The hospital staff made a giant heart-shaped cookie that Emily said she couldn’t finish, and the staff also gave her a giant Happy Heart Day poster.
A few days before she left, Emily even received a visit from the University of Iowa women’s basketball standouts Caitlin Clark and Kate Martin; it was a surprise visit.
“I turned my head, and I basically jumped right out of my seat,” Emily said. “I got to take a photo with them.

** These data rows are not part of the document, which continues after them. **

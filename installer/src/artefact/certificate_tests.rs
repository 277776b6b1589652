//! Unit tests for signing certificate decoding and validation.

use super::*;
use crate::artefact::verification::{DEFAULT_OIDC_ISSUER, TrustPolicy};
use crate::artefact::version_tag::LibraryVersionTag;
use crate::test_utils::{CertificateOptions, IssuerEncoding, SigningFixture};
use rstest::{fixture, rstest};

#[fixture]
fn version() -> LibraryVersionTag {
    LibraryVersionTag::try_from("v0.3.1").expect("valid tag")
}

fn expected_identity(version: &LibraryVersionTag) -> String {
    TrustPolicy::default().identity_for(version)
}

fn validate_with(
    options: &CertificateOptions,
    version: &LibraryVersionTag,
) -> Result<(), SignatureError> {
    let signer = SigningFixture::with_options(options).expect("signing fixture");
    let certificate =
        SigningCertificate::from_asset(&signer.certificate_asset()).expect("decode certificate");
    certificate.validate(
        &expected_identity(version),
        DEFAULT_OIDC_ISSUER,
        &signer.trust_policy().anchors,
    )
}

#[rstest]
fn accepts_release_certificate(version: LibraryVersionTag) {
    let result = validate_with(&CertificateOptions::for_version(&version), &version);
    assert!(result.is_ok(), "unexpected error: {result:?}");
}

#[rstest]
fn accepts_raw_utf8_issuer_extension(version: LibraryVersionTag) {
    let options = CertificateOptions {
        issuer_encoding: IssuerEncoding::RawUtf8,
        ..CertificateOptions::for_version(&version)
    };
    let result = validate_with(&options, &version);
    assert!(result.is_ok(), "unexpected error: {result:?}");
}

#[rstest]
fn rejects_missing_issuer_extension(version: LibraryVersionTag) {
    let options = CertificateOptions {
        issuer_encoding: IssuerEncoding::Omitted,
        ..CertificateOptions::for_version(&version)
    };
    assert_eq!(
        validate_with(&options, &version),
        Err(SignatureError::MissingIssuer {
            oid: OIDC_ISSUER_EXTENSION_OID
        })
    );
}

#[rstest]
fn rejects_certificate_without_code_signing(version: LibraryVersionTag) {
    let options = CertificateOptions {
        code_signing: false,
        ..CertificateOptions::for_version(&version)
    };
    assert_eq!(
        validate_with(&options, &version),
        Err(SignatureError::MissingCodeSigningUsage)
    );
}

#[rstest]
fn rejects_other_workflow_identity(version: LibraryVersionTag) {
    let options = CertificateOptions {
        identity: "https://github.com/someone/else/.github/workflows/release.yml@refs/tags/v0.3.1"
            .to_owned(),
        ..CertificateOptions::for_version(&version)
    };
    let err = validate_with(&options, &version).expect_err("identity mismatch");
    assert!(matches!(err, SignatureError::IdentityMismatch { .. }));
}

#[rstest]
fn rejects_certificate_not_yet_valid(version: LibraryVersionTag) {
    let options = CertificateOptions {
        not_before_year: Some(2999),
        ..CertificateOptions::for_version(&version)
    };
    let err = validate_with(&options, &version).expect_err("not yet valid");
    assert!(matches!(err, SignatureError::NotYetValid { .. }), "{err:?}");
}

#[rstest]
fn rejects_leaf_signed_by_another_root(version: LibraryVersionTag) {
    let signer = SigningFixture::for_version(&version).expect("signing fixture");
    let stranger = SigningFixture::for_version(&version).expect("second fixture");
    let certificate =
        SigningCertificate::from_pem(signer.certificate_pem().as_bytes()).expect("decode");

    let err = certificate
        .validate(
            &expected_identity(&version),
            DEFAULT_OIDC_ISSUER,
            &stranger.trust_policy().anchors,
        )
        .expect_err("foreign root");
    assert!(matches!(err, SignatureError::UntrustedChain { .. }));
}

#[rstest]
fn rejects_leaf_used_as_its_own_anchor(version: LibraryVersionTag) {
    let signer = SigningFixture::for_version(&version).expect("signing fixture");
    let certificate =
        SigningCertificate::from_pem(signer.certificate_pem().as_bytes()).expect("decode");

    let err = certificate
        .validate(
            &expected_identity(&version),
            DEFAULT_OIDC_ISSUER,
            &TrustAnchors::with_root(signer.certificate_pem()),
        )
        .expect_err("leaf is not a CA");
    assert!(matches!(err, SignatureError::UntrustedChain { .. }));
}

#[rstest]
fn chains_through_configured_intermediate(version: LibraryVersionTag) {
    let signer = SigningFixture::for_version(&version).expect("signing fixture");
    let certificate =
        SigningCertificate::from_pem(signer.certificate_pem().as_bytes()).expect("decode");
    let anchors = TrustAnchors {
        roots: vec![signer.root_pem().to_owned()],
        intermediates: vec![signer.root_pem().to_owned()],
    };

    // The root is self-signed, so it also chains to itself as intermediate.
    assert!(
        certificate
            .validate(&expected_identity(&version), DEFAULT_OIDC_ISSUER, &anchors)
            .is_ok()
    );
}

#[test]
fn empty_certificate_asset_is_rejected() {
    assert_eq!(
        SigningCertificate::from_asset(b" \n\t"),
        Err(SignatureError::EmptyPayload {
            what: "certificate"
        })
    );
}

#[test]
fn non_certificate_pem_block_is_rejected() {
    let pem = b"-----BEGIN PUBLIC KEY-----\nAAAA\n-----END PUBLIC KEY-----\n";
    let err = SigningCertificate::from_pem(pem).expect_err("wrong label");
    assert!(matches!(err, SignatureError::InvalidPem { .. }), "{err:?}");
}

#[rstest]
fn trailing_pem_data_is_rejected(version: LibraryVersionTag) {
    let signer = SigningFixture::for_version(&version).expect("signing fixture");
    let doubled = format!("{}{}", signer.certificate_pem(), signer.root_pem());
    let err = SigningCertificate::from_pem(doubled.as_bytes()).expect_err("two blocks");
    assert!(matches!(err, SignatureError::InvalidPem { .. }), "{err:?}");
}

#[test]
fn undecodable_base64_certificate_is_rejected() {
    let err = SigningCertificate::from_asset(b"@@@@").expect_err("bad base64");
    assert!(matches!(err, SignatureError::InvalidBase64 { .. }), "{err:?}");
}

#[rstest]
#[case::der_string(&[0x0c, 0x03, b'a', b'b', b'c'], Some("abc"))]
#[case::raw_text(b"https://token.actions.githubusercontent.com", Some(DEFAULT_OIDC_ISSUER))]
#[case::blank(b"   ", None)]
#[case::invalid_utf8(&[0xff, 0xfe], None)]
fn issuer_extension_decoding(#[case] value: &[u8], #[case] expected: Option<&str>) {
    assert_eq!(decode_issuer(value).as_deref(), expected);
}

They signed my shirt, my water bottle, and my heart pillow.”
Regardless of what people say about sibling rivalry, Emily also said she missed being around her brothers, Jacob and Nathan.
When asked what she thought about the reality that someone had to die for her to get a heart, Emily said, “I thought somebody else was giving up their healthy heart for me, and then they would get a healthy heart too,” Emily said.
But such is not the case, so will there be a connection made between the Walkers and the family whose loved one gave up their heart?
“We asked how that would work,” Maria said. “At this point our transplant coordinator said, if we would like to write a letter and reach out we can certainly write a letter to them, and they would be able to contact us.” It has to be a mutual agreement, she said.
For now, Maria said, trying to hold back tears, “It’s hard to put into words how to thank them for this gift.”
Of her daughter, she said, “She’s a miracle.”